Speaking to me in the car park of Crewe Alexandria FC a visibly angry Starmer told me: “My Dad worked in a factory all his life. He felt people disrespected him.
“It hit a nerve last night. He felt that – in the usual conversation when someone says ‘what do you do for a living?’ when socially, he would say ‘I work in a factory’, and there would be a pause, and nobody quite knew what to say.
“And he felt really disrespected. It caused him in his life to withdraw from social engagements. He didn’t do it much later in life, because it was raw to him that he should be disrespected because he worked in a factory.
“So when someone laughed last night, my Dad that would have turned in his grave.”
I asked if the chuckling was evidence of snobbishness towards his father: “I don’t know what caused someone to laugh, but if you’re laughing at someone because they work in a factory – that is the one thing that I think had a massive impact on someone like my dad, the disrespect,” he said.
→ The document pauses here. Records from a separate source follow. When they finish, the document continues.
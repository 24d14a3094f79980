//! The per-message driver: classification, protective gates, and the
//! locked, transactional check-in reconciliation.
//!
//! Every terminal outcome, including every rejection branch, is a tagged
//! counter increment, and any unexpected failure is contained to its
//! message so the stream position always advances.

use std::sync::Arc;
use std::time::Duration;

use chrono::{DateTime, Utc};
use metrics::counter;
use sea_orm::{DatabaseConnection, DatabaseTransaction, DbErr, TransactionTrait};
use thiserror::Error;
use tracing::{error, info, warn};
use uuid::Uuid;

use crate::alerting::AlertSink;
use crate::config::{ConsumerConfig, MonitorLimits};
use crate::consumer::clock::{TickDispatcher, TickRegister, try_tick_trigger};
use crate::consumer::envelope::{self, CheckInMessage, CheckInPayload, Envelope};
use crate::consumer::source::CheckInSource;
use crate::db::entities::{monitor, monitor_check_in, monitor_environment, project};
use crate::db::enums::CheckInStatus;
use crate::db::services::check_in_service::{
    CheckInUpsert, UpdateRejection, apply_update, build_new_check_in, create_or_recover,
    find_by_guid, latest_unfinished, monitor_has_check_ins, resolve_update,
};
use crate::db::services::environment_service::{
    EnvironmentServiceError, ensure_environment, mark_failed, mark_ok,
};
use crate::db::services::monitor_service::{
    MonitorServiceError, ensure_monitor_with_config, validated_config,
};
use crate::db::services::project_service::ProjectLookup;
use crate::killswitch::{DISABLE_CHECK_IN, KillSwitches};
use crate::locking::{LockError, LockManager};
use crate::monitors::utils::{duration_secs_to_ms, slugify, valid_duration};
use crate::monitors::validators::DEFAULT_ENVIRONMENT;
use crate::ratelimit::RateLimiter;
use crate::signals::SignalEmitter;

/// Terminal disposition of one check-in message.
#[derive(Debug, Clone, Copy, PartialEq, Eq)]
pub enum ProcessingOutcome {
    Complete,
    DroppedBlocked,
    DroppedRateLimited,
    FailedPayloadDecode,
    FailedProjectLookup,
    FailedCheckInValidation,
    FailedGuidValidation,
    /// No monitor could be resolved or created for the slug.
    FailedValidation,
    FailedMonitorLimits,
    FailedMonitorEnvironmentLimits,
    FailedMonitorEnvironmentNameLength,
    FailedMonitorEnvironmentGuidMatch,
    GuidMismatch,
    CheckInFinished,
    FailedDurationCheck,
    FailedCheckInCreationLock,
    Error,
}

impl ProcessingOutcome {
    pub fn as_str(self) -> &'static str {
        match self {
            ProcessingOutcome::Complete => "complete",
            ProcessingOutcome::DroppedBlocked => "dropped_blocked",
            ProcessingOutcome::DroppedRateLimited => "dropped_ratelimited",
            ProcessingOutcome::FailedPayloadDecode => "failed_payload_decode",
            ProcessingOutcome::FailedProjectLookup => "failed_project_lookup",
            ProcessingOutcome::FailedCheckInValidation => "failed_checkin_validation",
            ProcessingOutcome::FailedGuidValidation => "failed_guid_validation",
            ProcessingOutcome::FailedValidation => "failed_validation",
            ProcessingOutcome::FailedMonitorLimits => "failed_monitor_limits",
            ProcessingOutcome::FailedMonitorEnvironmentLimits => {
                "failed_monitor_environment_limits"
            }
            ProcessingOutcome::FailedMonitorEnvironmentNameLength => {
                "failed_monitor_environment_name_length"
            }
            ProcessingOutcome::FailedMonitorEnvironmentGuidMatch => {
                "failed_monitor_environment_guid_match"
            }
            ProcessingOutcome::GuidMismatch => "guid_mismatch",
            ProcessingOutcome::CheckInFinished => "checkin_finished",
            ProcessingOutcome::FailedDurationCheck => "failed_duration_check",
            ProcessingOutcome::FailedCheckInCreationLock => "failed_checkin_creation_lock",
            ProcessingOutcome::Error => "error",
        }
    }

    fn record(self, sdk_platform: &str) {
        match self {
            ProcessingOutcome::DroppedBlocked => {
                counter!(
                    "monitors_checkin_dropped_blocked",
                    "source" => "consumer",
                    "sdk_platform" => sdk_platform.to_string()
                )
                .increment(1);
            }
            ProcessingOutcome::DroppedRateLimited => {
                counter!(
                    "monitors_checkin_dropped_ratelimited",
                    "source" => "consumer",
                    "sdk_platform" => sdk_platform.to_string()
                )
                .increment(1);
            }
            outcome => {
                counter!(
                    "monitors_checkin_result",
                    "source" => "consumer",
                    "status" => outcome.as_str(),
                    "sdk_platform" => sdk_platform.to_string()
                )
                .increment(1);
            }
        }
    }
}

#[derive(Debug, Error)]
pub enum ProcessingError {
    #[error("database error: {0}")]
    Database(#[from] DbErr),
    #[error("lock error: {0}")]
    Lock(#[from] LockError),
}

/// Explicit handles to every external collaborator, so tests substitute
/// in-memory fakes.
pub struct ConsumerHandles {
    pub projects: Arc<dyn ProjectLookup>,
    pub locks: LockManager,
    pub rate_limiter: Arc<dyn RateLimiter>,
    pub tick_register: Arc<dyn TickRegister>,
    pub tick_dispatcher: Arc<dyn TickDispatcher>,
    pub kill_switches: Arc<dyn KillSwitches>,
    pub signals: Arc<dyn SignalEmitter>,
    pub alerts: Arc<dyn AlertSink>,
}

pub struct CheckInConsumer {
    db: DatabaseConnection,
    projects: Arc<dyn ProjectLookup>,
    locks: LockManager,
    rate_limiter: Arc<dyn RateLimiter>,
    tick_register: Arc<dyn TickRegister>,
    tick_dispatcher: Arc<dyn TickDispatcher>,
    kill_switches: Arc<dyn KillSwitches>,
    signals: Arc<dyn SignalEmitter>,
    alerts: Arc<dyn AlertSink>,
    quota_limit: u32,
    quota_window: Duration,
    lock_duration: Duration,
    limits: MonitorLimits,
}

/// Validated per-message fields carried through reconciliation.
struct CheckInAttributes {
    monitor_slug: String,
    status: CheckInStatus,
    duration_ms: Option<i32>,
    start_time: DateTime<Utc>,
    check_in_id: Uuid,
    use_latest_checkin: bool,
    guid: Uuid,
    trace_id: Option<String>,
}
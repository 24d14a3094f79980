//! Wire types for the transport envelope and the inner check-in payload.

use serde::Deserialize;
use thiserror::Error;

#[derive(Debug, Error)]
pub enum DecodeError {
    #[error("envelope is not valid JSON: {0}")]
    Json(#[from] serde_json::Error),
    #[error("unknown message type: {0}")]
    UnknownMessageType(String),
}

/// A check-in as wrapped by the transport.
#[derive(Debug, Clone, Deserialize)]
pub struct CheckInMessage {
    /// The inner check-in payload, JSON-encoded.
    pub payload: String,
    /// Event time as fractional epoch seconds.
    pub start_time: f64,
    pub project_id: String,
    #[serde(default)]
    pub sdk: Option<String>,
}

impl CheckInMessage {
    /// SDK platform with the version stripped, to bound metric cardinality.
    pub fn sdk_platform(&self) -> &str {
        match self.sdk.as_deref() {
            Some(sdk) if !sdk.is_empty() => sdk.split('/').next().unwrap_or("none"),
            _ => "none",
        }
    }
}

#[derive(Debug)]
pub enum Envelope {
    CheckIn(Box<CheckInMessage>),
    ClockPulse,
}

#[derive(Debug, Deserialize)]
struct EnvelopeTag {
    #[serde(default)]
    message_type: Option<String>,
}

/// Classifies and decodes one transport message. Messages from producers
/// that predate the type tag carry no `message_type` and are check-ins.
pub fn decode(bytes: &[u8]) -> Result<Envelope, DecodeError> {
    let tag: EnvelopeTag = serde_json::from_slice(bytes)?;
    match tag.message_type.as_deref() {
        None | Some("check_in") => Ok(Envelope::CheckIn(Box::new(serde_json::from_slice(bytes)?))),
        Some("clock_pulse") => Ok(Envelope::ClockPulse),
        Some(other) => Err(DecodeError::UnknownMessageType(other.to_string())),
    }
}

#[derive(Debug, Clone, Deserialize)]
pub struct CheckInPayload {
    pub check_in_id: String,
    pub monitor_slug: String,
    pub status: String,
    #[serde(default)]
    pub environment: Option<String>,
    /// Fractional seconds.
    #[serde(default)]
    pub duration: Option<f64>,
    #[serde(default)]
    pub monitor_config: Option<serde_json::Value>,
    #[serde(default)]
    pub contexts: Option<CheckInContexts>,
}

impl CheckInPayload {
    pub fn trace_id(&self) -> Option<&str> {
        self.contexts
            .as_ref()?
            .trace
            .as_ref()
            .map(|t| t.trace_id.as_str())
    }
}

#[derive(Debug, Clone, Deserialize)]
pub struct CheckInContexts {
    #[serde(default)]
    pub trace: Option<TraceContext>,
}

#[derive(Debug, Clone, Deserialize)]
pub struct TraceContext {
    pub trace_id: String,
}

#[cfg(test)]
mod tests {
    use super::*;

    #[test]
    fn test_untagged_envelope_is_a_check_in() {
        let raw = br#"{"payload": "{}", "start_time": 1709290800.5, "project_id": "7", "sdk": "rust/1.0"}"#;
        match decode(raw).unwrap() {
            Envelope::CheckIn(message) => {
                assert_eq!(message.project_id, "7");
                assert_eq!(message.sdk_platform(), "rust");
            }
            other => panic!("expected check-in, got {other:?}"),
        }
    }

    #[test]
    fn test_clock_pulse_envelope() {
        let raw = br#"{"message_type": "clock_pulse"}"#;
        assert!(matches!(decode(raw).unwrap(), Envelope::ClockPulse));
    }

    #[test]
    fn test_explicit_check_in_tag() {
        let raw = br#"{"message_type": "check_in", "payload": "{}", "start_time": 1.0, "project_id": "7", "sdk": "python/2.1"}"#;
        assert!(matches!(decode(raw).unwrap(), Envelope::CheckIn(_)));
    }

    #[test]
    fn test_unknown_message_type() {
        let raw = br#"{"message_type": "heartbeat"}"#;
        assert!(matches!(decode(raw), Err(DecodeError::UnknownMessageType(_))));
    }

    #[test]
    fn test_invalid_json() {
        assert!(matches!(decode(b"not json"), Err(DecodeError::Json(_))));
    }

    #[test]
    fn test_missing_sdk_platform_is_none() {
        let raw = br#"{"payload": "{}", "start_time": 1.0, "project_id": "7"}"#;
        match decode(raw).unwrap() {
            Envelope::CheckIn(message) => assert_eq!(message.sdk_platform(), "none"),
            other => panic!("expected check-in, got {other:?}"),
        }
    }

    #[test]
    fn test_payload_trace_context() {
        let payload: CheckInPayload = serde_json::from_str(
            r#"{
                "check_in_id": "00000000-0000-0000-0000-000000000000",
                "monitor_slug": "nightly-backup",
                "status": "ok",
                "duration": 12.5,
                "contexts": {"trace": {"trace_id": "4c79f60c11214eb38604f4ae0781bfb2"}}
            }"#,
        )
        .unwrap();

        assert_eq!(payload.trace_id(), Some("4c79f60c11214eb38604f4ae0781bfb2"));
        assert_eq!(payload.duration, Some(12.5));
        assert_eq!(payload.environment, None);
    }
}
//! SeaORM entities mapping the monitor tables.
//!
//! Each entity lives in its own module; the `prelude` re-exports the
//! entity/model/column types under stable aliases.

pub mod monitor;
pub mod monitor_check_in;
pub mod monitor_environment;
pub mod project;

pub mod prelude {
    pub use super::project::Entity as Project;
    pub use super::project::Model as ProjectModel;
    pub use super::project::ActiveModel as ProjectActiveModel;
    pub use super::project::Column as ProjectColumn;

    pub use super::monitor::Entity as Monitor;
    pub use super::monitor::Model as MonitorModel;
    pub use super::monitor::ActiveModel as MonitorActiveModel;
    pub use super::monitor::Column as MonitorColumn;

    pub use super::monitor_environment::Entity as MonitorEnvironment;
    pub use super::monitor_environment::Model as MonitorEnvironmentModel;
    pub use super::monitor_environment::ActiveModel as MonitorEnvironmentActiveModel;
    pub use super::monitor_environment::Column as MonitorEnvironmentColumn;

    pub use super::monitor_check_in::Entity as MonitorCheckIn;
    pub use super::monitor_check_in::Model as MonitorCheckInModel;
    pub use super::monitor_check_in::ActiveModel as MonitorCheckInActiveModel;
    pub use super::monitor_check_in::Column as MonitorCheckInColumn;
}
“And it’s in me. You can see I’m angry about it, I am frustrated, because I will never allow that sort of disrespect for working people to be any part of my plans, any part of the Britain that I want as the future.”
What is going on here? I had asked the question as I felt the laughter showed that people were beginning to tire of his description of his father as a toolmaker who worked in a factory.
But he took it as a personal slight against his father, a man who he said had been forced to feel embarrassed about his blue collar background. Starmer’s response was real, and visceral.
Plenty of social media users think Starmer got the wrong end of the stick. But – frankly – who are they to judge? Starmer has seen for himself his blue collar dad being patronised by others when he was growing up.
And he spoke out against it when he detected it in the Sky audience. Good for him.